Keine Frage: Für die Ärmsten der Gesellschaft
bleibt es eher ein schlechter Witz. Fünf Euro mehr im Monat sind zwar
auch für die von den Steuerzahlern zu füllende Staatskasse kein
Pappenstiel (rund 400 Millionen Euro), für die 6,7 Millionen
Hartz-IV-Bezieher aber kaum mehr als ein Almosen. Natürlich schreien
diejenigen laut Skandal, die wie Gewerkschaften, Sozialverbände und
Linkspartei die Hartz-Gesetze schon immer für Teufelswerk gehalten
haben. Scheinheilig dagegen die Kritik von SPD und Grünen. Sie haben
in der rot-grünen Koalition einst Gerhard Schröders Reformwerk
beschlossen.

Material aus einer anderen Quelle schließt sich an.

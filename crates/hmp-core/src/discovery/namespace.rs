//! Explicit registration tree walked by discovery.
//!
//! Each test case module contributes a [`Unit`] whose loader yields the
//! test case types it defines. Units are grouped into nested
//! [`Namespace`]s, and only units whose names match the discovery prefix
//! are loaded.

use crate::testcase::{TestCaseDescriptor, TestCaseType};

type Loader = Box<dyn Fn() -> Result<Vec<Member>, String>>;

/// A test case type exported by a unit.
pub struct Member {
    type_name: &'static str,
    introspect: fn(&str) -> Result<TestCaseDescriptor, String>,
}

impl Member {
    pub fn of<T: TestCaseType>() -> Self {
        Self {
            type_name: std::any::type_name::<T>(),
            introspect: TestCaseDescriptor::introspect::<T>,
        }
    }

    pub fn type_name(&self) -> &'static str {
        self.type_name
    }

    /// Read the member's descriptor as found in `unit`.
    pub fn introspect(&self, unit: &str) -> Result<TestCaseDescriptor, String> {
        (self.introspect)(unit)
    }
}

/// A loadable module of test cases.
pub struct Unit {
    name: String,
    loader: Loader,
}

impl Unit {
    pub fn new(
        name: impl Into<String>,
        loader: impl Fn() -> Result<Vec<Member>, String> + 'static,
    ) -> Self {
        Self {
            name: name.into(),
            loader: Box::new(loader),
        }
    }

    /// A unit exporting exactly `T`.
    pub fn single<T: TestCaseType>(name: impl Into<String>) -> Self {
        Self::new(name, || Ok(vec![Member::of::<T>()]))
    }

    pub fn name(&self) -> &str {
        &self.name
    }

    pub fn load(&self) -> Result<Vec<Member>, String> {
        (self.loader)()
    }
}

pub enum Entry {
    Unit(Unit),
    Namespace(Namespace),
}

/// Ordered tree of units. Iteration order is registration order.
pub struct Namespace {
    name: String,
    entries: Vec<Entry>,
}

impl Namespace {
    pub fn new(name: impl Into<String>) -> Self {
        Self {
            name: name.into(),
            entries: Vec::new(),
        }
    }

    pub fn with_unit(mut self, unit: Unit) -> Self {
        self.entries.push(Entry::Unit(unit));
        self
    }

    pub fn with_namespace(mut self, namespace: Namespace) -> Self {
        self.entries.push(Entry::Namespace(namespace));
        self
    }

    pub fn add_unit(&mut self, unit: Unit) {
        self.entries.push(Entry::Unit(unit));
    }

    pub fn add_namespace(&mut self, namespace: Namespace) {
        self.entries.push(Entry::Namespace(namespace));
    }

    pub fn name(&self) -> &str {
        &self.name
    }

    pub fn entries(&self) -> &[Entry] {
        &self.entries
    }
}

Weil in dem die Höhe der Hartz-Sätze nur grob über den
Daumen gepeilt worden war, verlangte das Bundesverfassungsgericht
mehr Transparenz und eine stärkere Berücksichtigung der
Entwicklungschancen von Hartz-IV-Kindern. Eine grundsätzliche
Erhöhung des Regelsatzes von derzeit 359 Euro wird im Urteil vom
Februar ausdrücklich nicht gefordert. Wenn sich alle Wut der
Betroffenen wie vereinte Kritik von Verbänden und politischer
Opposition auf das Fünf-Euro-Sümmchen fokussieren, wird bewusst
abgelenkt vom Kern des Koalitionsbeschlusses wie dem zentralen
Auftrag der Karlsruher Richter. Denn Schwarz-Gelb hat deren Vorgabe
weit besser erfüllt und steht deshalb erfolgreicher da, als es das
Echo seiner Gegner vermuten lässt. Das gilt insbesondere für das
Herzstück des Koalitionsbeschlusses: das Bildungspaket für die
Kinder. So ist zu loben, dass die zusätzlichen Leistungen in Form von
Sachgutscheinen und nicht durch weitere Barzahlungen an die
Erziehungsberechtigten erfolgen. Dahinter steckt kein generelles
Misstrauen. Wohl aber aus zweifelhaften Erfahrungen die Garantie,
dass die Angebote vom Schulmittagessen über Sport- und Musikofferten
bis zu Nachhilfestunden tatsächlich von den Kindern genutzt werden
können. Insgesamt stehen für dieses Kinder-Förderwerk jetzt jährlich
620 Millionen Euro zur Verfügung. Ein Betrag, mit dem Kinder aus
bildungsfernen und finanziell knappen Familien endlich stärker an dem
Gut teilhaben können, das von allen Parteien wortreich beschworen
wird: Bildung. Damit verbessern sich die Chancen zum Ausstieg aus dem
Hartz-Milieu und Aufstieg in Schule, Berufsausbildung bis hin zum
Studium. Und wäre die Regierung noch ein bisschen mutiger gewesen,
hätte sie die fünf Euro nicht den Erwachsenen, sondern deren Kindern
noch zusätzlich gutgeschrieben. Die Großen können sich zu Recht von
dem minimal erhöhten Regelsatz auf den Arm genommen fühlen. Für eine
hoffnungsvollere Zukunft der Kleinen aber hätten dann eine Milliarde
Euro im Topf gelegen. Bestens angelegtes Geld. Und vielleicht sogar
Anstoß für manche Eltern, ihren Kindern nachzueifern und neue
Anstrengungen zu machen, um raus aus Hartz IV und rein ins
Berufsleben zu finden. Denn es kann kein Staatsziel sein,
Hartz-IV-Karrieren dauerhaft abzufedern.